According to the album notes, Taylor arrived at the MPS studio on Friday, September 12, and practiced five hours (following a flight from New York and a three hour drive). The next day, he practiced nine hours, and the following day practiced eight hours, then participated in the recording session, which lasted three hours. [4] As he was leaving the studio following the session, he wrote in the guest book: "FLY! FLY! FLY! FLY! FLY!" [4]
The following comments by Taylor appear on the album jacket:
The whole question of "freedom" has been misunderstood, by those on the outside and even by some of the musicians in "the movement." If a man plays for a certain amount of time - scales, licks, what have you - eventually a kind of order asserts itself. Whether he chooses to notate that personal order or engage in polemics about it, it's there. That is, if he's saying anything in his music. There is no music without order - if that music comes from a man's innards. But that order is not necessarily related to any single criterion of what order should be as imposed from the outside. This is not a question, then, of "freedom" as opposed to "nonfreedom", but rather it is a question of recognizing ideas and expressions of order. [5]
A review by Scott Yanow states: "This solo album by Cecil Taylor is a little unusual in that he performs eight originals, some of which are quite concise; "T (Beautiful Young'n)" is only 53 seconds long. That is not to imply that the pianist's music had suddenly mellowed with age but his lyricism is emphasized a bit more than usual and he sometimes sounds quite relaxed (without compromising his music). [6] Writing for AllMusic, Ken Dryden commented: "this 1980 solo piano studio session may be one of [Taylor's] hidden gems, a suite of eight originals that give a better indication of his vast musical knowledge and ability to blend many styles within a single composition. Taylor is very accessible in each of these compositions, drawing from 20th century classical influences in addition to blending bop, avant-garde, brief snippets of boogie and more, creating dramatic pieces that could only be his own. This is easily one of Cecil Taylor's most rewarding record dates, a virtuoso effort that ought to be a starting point for new jazz fans unfamiliar with his work." [1]
In a review for The Guardian , John Fordham wrote: "Taylor often played with ballet dancers... and that artform is constantly evoked here by the flurries of notes punctuated by abrupt halts, tumbling abstract sounds briefly coloured by song-like figures or buoyed up by passing harmonies.
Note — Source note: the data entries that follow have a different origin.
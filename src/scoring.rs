//! Confidence scoring between the two backends.
//!
//! Each backend has an affinity profile: keyword and operation-phrase lists,
//! entity affinities, free-text phrase patterns, and structural bonuses. The
//! scorer is a pure function over an intent and a profile; identical input
//! always yields the identical score. All rule tables live here as data so
//! individual entries are testable without touching control flow.

use lazy_static::lazy_static;
use regex::Regex;

use crate::backend::Backend;
use crate::intent::{NormalizedIntent, QueryIntent};

/// Clamp a score or relevance value into [0, 1].
///
/// Every scoring site in the crate goes through this single clamp.
pub fn clamp_score(value: f64) -> f64 {
    value.clamp(0.0, 1.0)
}

/// Base affinity of each intent label toward the two backends.
/// Order: (intent, search affinity, sql affinity).
const INTENT_AFFINITY: &[(QueryIntent, f64, f64)] = &[
    (QueryIntent::SearchData, 0.8, 0.3),
    (QueryIntent::CountRecords, 0.4, 0.9),
    (QueryIntent::AggregateData, 0.2, 0.95),
    (QueryIntent::FilterData, 0.7, 0.8),
    (QueryIntent::TimeAnalysis, 0.6, 0.8),
    (QueryIntent::CompareData, 0.5, 0.7),
    (QueryIntent::GetSchema, 0.3, 0.9),
    (QueryIntent::TrendAnalysis, 0.6, 0.9),
    (QueryIntent::StatisticalAnalysis, 0.3, 0.95),
];

/// Weight of the intent-affinity contribution.
const AFFINITY_WEIGHT: f64 = 0.4;

/// Per-hit keyword contribution, capped at `KEYWORD_CAP`.
const KEYWORD_HIT: f64 = 0.1;
const KEYWORD_CAP: f64 = 0.3;

/// Per-hit operation-phrase contribution, capped at `OPERATION_CAP`.
const OPERATION_HIT: f64 = 0.15;
const OPERATION_CAP: f64 = 0.2;

/// Entity contributions: label matches are weaker than text matches.
const ENTITY_LABEL_HIT: f64 = 0.05;
const ENTITY_TEXT_HIT: f64 = 0.1;
const ENTITY_CAP: f64 = 0.1;

/// Affinity profile of one backend.
pub struct BackendProfile {
    pub backend: Backend,

    /// Substrings of the raw query that indicate this backend.
    pub keywords: &'static [&'static str],

    /// Operation phrasings ("full-text", "group by") indicating this backend.
    pub operations: &'static [&'static str],

    /// NER labels whose presence weakly favors this backend.
    pub entity_labels: &'static [&'static str],

    /// Entity-text substrings that strongly favor this backend.
    pub entity_keywords: &'static [&'static str],

    /// Free-text phrase patterns; the bonus applies once on first match.
    pub phrase_patterns: &'static [Regex],

    pub phrase_bonus: f64,

    /// Structural bonus when the intent carries aggregations (sql only).
    pub aggregation_bonus: f64,

    /// Structural bonus when the intent carries filters (sql only).
    pub filter_bonus: f64,
}

lazy_static! {
    static ref SEARCH_PATTERNS: Vec<Regex> = vec![
        Regex::new(r"search for").unwrap(),
        Regex::new(r"find.*containing").unwrap(),
        Regex::new(r"documents about").unwrap(),
        Regex::new(r"articles on").unwrap(),
    ];
    static ref SQL_PATTERNS: Vec<Regex> = vec![
        Regex::new(r"how many").unwrap(),
        Regex::new(r"count.*").unwrap(),
        Regex::new(r"sum of").unwrap(),
        Regex::new(r"average.*").unwrap(),
        Regex::new(r"group by").unwrap(),
        Regex::new(r"total.*").unwrap(),
    ];
    static ref SEARCH_PROFILE_STATIC: BackendProfile = BackendProfile {
        backend: Backend::Search,
        keywords: &[
            "search", "find", "text", "document", "content", "title", "author", "tag",
        ],
        operations: &[
            "full-text", "fuzzy", "match", "similarity", "relevance", "score",
        ],
        entity_labels: &["PERSON", "ORG", "GPE", "WORK_OF_ART"],
        entity_keywords: &["document", "article", "content"],
        phrase_patterns: &SEARCH_PATTERNS,
        phrase_bonus: 0.1,
        aggregation_bonus: 0.0,
        filter_bonus: 0.0,
    };
    static ref SQL_PROFILE_STATIC: BackendProfile = BackendProfile {
        backend: Backend::Sql,
        keywords: &[
            "user", "employee", "product", "order", "customer", "count", "sum", "average",
        ],
        operations: &[
            "aggregate", "group", "join", "calculate", "total", "statistics",
        ],
        entity_labels: &["MONEY", "PERCENT", "QUANTITY", "CARDINAL"],
        entity_keywords: &["user", "product", "order", "customer"],
        phrase_patterns: &SQL_PATTERNS,
        phrase_bonus: 0.15,
        aggregation_bonus: 0.3,
        filter_bonus: 0.1,
    };
}

/// Built-in profile for the search engine.
pub fn search_profile() -> &'static BackendProfile {
    &SEARCH_PROFILE_STATIC
}

/// Built-in profile for the relational store.
pub fn sql_profile() -> &'static BackendProfile {
    &SQL_PROFILE_STATIC
}

/// Base affinity of an intent toward a backend. Intents missing from the
/// table contribute zero, not an error.
fn base_affinity(intent: QueryIntent, backend: Backend) -> f64 {
    INTENT_AFFINITY
        .iter()
        .find(|(i, _, _)| *i == intent)
        .map(|(_, search, sql)| match backend {
            Backend::Search => *search,
            Backend::Sql => *sql,
        })
        .unwrap_or(0.0)
}

/// Score an intent against one backend's profile. Pure and deterministic;
/// the result is always in [0, 1].
pub fn score(intent: &NormalizedIntent, profile: &BackendProfile) -> f64 {
    let query = intent.original_query.to_lowercase();

    let mut total = base_affinity(intent.intent, profile.backend) * AFFINITY_WEIGHT;

    let keyword_hits = profile
        .keywords
        .iter()
        .filter(|k| query.contains(*k))
        .count() as f64;
    total += (keyword_hits * KEYWORD_HIT).min(KEYWORD_CAP);

    let operation_hits = profile
        .operations
        .iter()
        .filter(|op| query.contains(*op))
        .count() as f64;
    total += (operation_hits * OPERATION_HIT).min(OPERATION_CAP);

    let mut entity_score = 0.0;
    for entity in &intent.entities {
        let text = entity.text.to_lowercase();
        if profile.entity_labels.contains(&entity.label.as_str()) {
            entity_score += ENTITY_LABEL_HIT;
        } else if profile.entity_keywords.iter().any(|k| text.contains(k)) {
            entity_score += ENTITY_TEXT_HIT;
        }
    }
    total += entity_score.min(ENTITY_CAP);

    if profile.phrase_patterns.iter().any(|p| p.is_match(&query)) {
        total += profile.phrase_bonus;
    }

    if profile.aggregation_bonus > 0.0 && !intent.aggregations.is_empty() {
        total += profile.aggregation_bonus;
    }
    if profile.filter_bonus > 0.0 && !intent.filters.is_empty() {
        total += profile.filter_bonus;
    }

    clamp_score(total)
}
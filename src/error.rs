use thiserror::Error;

#[derive(Error, Debug)]
pub enum CrossQueryError {
    #[error("Routing error: {0}")]
    Routing(String),

    #[error("Translation error: {0}")]
    Translation(String),

    #[error("Backend error: {0}")]
    Backend(String),

    #[error("Backend timed out after {0} ms")]
    BackendTimeout(u64),

    #[error("Merge error: {0}")]
    Merge(String),

    #[error("Config error: {0}")]
    Config(String),

    #[error("JSON error: {0}")]
    Json(#[from] serde_json::Error),
}

pub type Result<T> = std::result::Result<T, CrossQueryError>;
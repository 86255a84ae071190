use serde::{Deserialize, Serialize};

use super::place::NormalizedRecord;

/// Minimum quality a record needs before it is kept. Zero thresholds are
/// disabled, so absent ratings never reject a record on their own.
#[derive(Debug, Clone, Copy, Default, PartialEq, Serialize, Deserialize)]
#[serde(default)]
pub struct QualityThresholds {
    pub min_rating: f64,
    pub min_reviews: u64,
    pub require_website: bool,
    pub require_phone: bool,
}

impl QualityThresholds {
    pub fn passes(&self, record: &NormalizedRecord) -> bool {
        let rating = record.rating.filter(|r| r.is_finite()).unwrap_or(0.0);
        let reviews = record.review_count.unwrap_or(0);

        rating >= self.min_rating
            && reviews >= self.min_reviews
            && (!self.require_website || record.has_website())
            && (!self.require_phone || record.has_phone())
    }
}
For a percussive pianist, some of Taylor's lightly tripping runs are surprisingly dainty, and "Ensaslayi" and "Corn in Sun" are full of jazz's melodic and rhythmic notions, albeit tightly compressed. This set might well be a way into Taylor's music for those who have stopped at the gate before." [2] John Kelman, writing for All About Jazz, called the album "a welcome entry point into the music of an artist for whom 'compromise' and 'pander' are the two dirtiest words of all", and stated: "what Fly!... demonstrates in the clearest possible fashion, is Taylor's broad purview, and complete and utter sense of purpose... Taylor pulls motifs from the ether and works them—stopping, starting, twisting, turning and stretching—with unmistakable animus. Free this may be, but it's still the consequence of split-second decision-making that renders these eight improvisations as far more than the meandering randomness to which free jazz naysayers so often ascribe. There are unmistakable roots in the jazz tradition, with encyclopedic trace elements of everything from stride to bop, but the references are so fleeting that it's easy to miss them. There are changes, too... though how and when they manifest themselves is never anything but unpredictable... There are hints of European classicism, too... even as Taylor relentlessly turns on a dime, moving from one thought to the next with unerring logic and unmistakable inevitability. And there are brief glimpses of real beauty, too, despite often being bookended by more oblique ideation." [3]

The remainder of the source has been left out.